What to do — What you need to produce from the material below is an exact transcription of the lines from the one with "so that adding" through the one with "pub fn last_term(&self)", both included, and no other line.

====

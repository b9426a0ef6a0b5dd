//! The replicated log: a dense, 1-indexed sequence of entries behind a
//! dummy sentinel at index 0.
//!
//! Mirrors `getFirstIndex`/`getLastIndex`/`getTermByIndex` from
//! `original_source/src/raft/raft.go`: the sentinel at index 0 means
//! `prev_log_index = 0` is always a legal query, so the AppendEntries
//! handler never special-cases an empty log.

use serde::{Deserialize, Serialize};

/// A single log entry. The sentinel at index 0 carries `command: None`.
#[derive(Debug, Clone, PartialEq, Eq, Serialize, Deserialize)]
pub struct LogEntry<C> {
    pub index: u64,
    pub term: u64,
    pub command: Option<C>,
}

/// The in-memory log. No compaction/snapshotting is implemented, so
/// `first_index()` is always 0 — the hook for a future snapshot path is
/// the `first_index`-bearing arithmetic below, isolated so that adding
/// real compaction later only means ratcheting `first_index` forward.
#[derive(Debug, Clone)]
pub struct Log<C> {
    entries: Vec<LogEntry<C>>,
}

impl<C: Clone> Log<C> {
    pub fn new() -> Self {
        Log {
            entries: vec![LogEntry {
                index: 0,
                term: 0,
                command: None,
            }],
        }
    }

    pub fn from_entries(entries: Vec<LogEntry<C>>) -> Self {
        debug_assert!(!entries.is_empty(), "log must always carry its sentinel");
        Log { entries }
    }

    pub fn entries(&self) -> &[LogEntry<C>] {
        &self.entries
    }

    pub fn first_index(&self) -> u64 {
        self.entries[0].index
    }

    pub fn last_index(&self) -> u64 {
        self.entries.last().expect("log always has a sentinel").index
    }

    pub fn last_term(&self) -> u64 {
        self.entries.last().expect("log always has a sentinel").term
    }

    fn offset(&self, index: u64) -> Option<usize> {
        let first = self.first_index();
        if index < first {
            return None;
        }
        let offset = (index - first) as usize;
        if offset >= self.entries.len() {
            return None;
        }
        Some(offset)
    }

    pub fn term_at(&self, index: u64) -> Option<u64> {
        self.offset(index).map(|o| self.entries[o].term)
    }

    pub fn entry_at(&self, index: u64) -> Option<&LogEntry<C>> {
        self.offset(index).map(|o| &self.entries[o])
    }

    /// Appends a new entry at `last_index() + 1` in `term`, returning its index.
    /// Only ever called by a leader (I4: leaders only append their own log).
    pub fn append(&mut self, term: u64, command: C) -> u64 {
        let index = self.last_index() + 1;
        self.entries.push(LogEntry {
            index,
            term,
            command: Some(command),
        });
        index
    }

    /// Entries at or after `index`, inclusive.
    pub fn entries_from(&self, index: u64) -> &[LogEntry<C>] {
        match self.offset(index) {
            Some(o) => &self.entries[o..],
            None if index > self.last_index() => &[],
            None => &self.entries[..0],
        }
    }

    /// Drops every entry from `index` onward (I4: a leader never truncates
    /// its own term's entries; this is only called by followers merging a
    /// conflicting AppendEntries).
    pub fn truncate_from(&mut self, index: u64) {
        if let Some(o) = self.offset(index) {
            self.entries.truncate(o);
        }
    }

    /// Appends `new_entries` wholesale (used after truncation during merge).
    pub fn extend(&mut self, new_entries: impl IntoIterator<Item = LogEntry<C>>) {
        self.entries.extend(new_entries);
    }

    /// Smallest index whose term equals `term`, scanning forward from the
    /// start of the log. Used by the AppendEntries handler to compute
    /// `conflict_index` when `log[prev_log_index].term != prev_log_term`.
    pub fn first_index_with_term(&self, term: u64) -> Option<u64> {
        self.entries.iter().find(|e| e.term == term).map(|e| e.index)
    }

    /// Largest index whose term equals `term`, scanning backward from the
    /// end of the log. Used by the leader's conflict-backoff search
    /// (spec §4.3 / `raft_heartbeat_timeout.go`'s `findIdx` loop).
    pub fn last_index_with_term(&self, term: u64) -> Option<u64> {
        self.entries.iter().rev().find(|e| e.term == term).map(|e| e.index)
    }
}

impl<C: Clone> Default for Log<C> {
    fn default() -> Self {
        Self::new()
    }
}
//! The applier: drains `apply_queue` and delivers committed entries to
//! the host in strict index order, without holding the protocol mutex
//! during delivery (spec §4.6, §5).

use log::trace;
use serde::{de::DeserializeOwned, Serialize};

use super::Raft;

pub(super) fn applier_loop<C>(raft: Raft<C>)
where
    C: Clone + Send + Sync + Serialize + DeserializeOwned + 'static,
{
    loop {
        let msg = {
            let mut state = raft.inner.state.lock().unwrap();
            loop {
                if raft.is_dead() {
                    return;
                }
                if let Some(msg) = state.apply_queue.pop_front() {
                    break msg;
                }
                state = raft.inner.apply_cv.wait(state).unwrap();
            }
        };

        let index = msg.command_index;
        // Delivered to the host without the protocol mutex held, so a
        // slow/blocking host never stalls election or replication.
        if !raft.inner.apply_sink.deliver(msg) {
            return;
        }
        let mut state = raft.inner.state.lock().unwrap();
        state.last_applied = index;
        trace!("S{} applied index {index}", raft.inner.id);
    }
}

====

Output of the exercise —
/// the `first_index`-bearing arithmetic below, isolated so that adding
/// real compaction later only means ratcheting `first_index` forward.
#[derive(Debug, Clone)]
pub struct Log<C> {
    entries: Vec<LogEntry<C>>,
}

impl<C: Clone> Log<C> {
    pub fn new() -> Self {
        Log {
            entries: vec![LogEntry {
                index: 0,
                term: 0,
                command: None,
            }],
        }
    }

    pub fn from_entries(entries: Vec<LogEntry<C>>) -> Self {
        debug_assert!(!entries.is_empty(), "log must always carry its sentinel");
        Log { entries }
    }

    pub fn entries(&self) -> &[LogEntry<C>] {
        &self.entries
    }

    pub fn first_index(&self) -> u64 {
        self.entries[0].index
    }

    pub fn last_index(&self) -> u64 {
        self.entries.last().expect("log always has a sentinel").index
    }

    pub fn last_term(&self) -> u64 {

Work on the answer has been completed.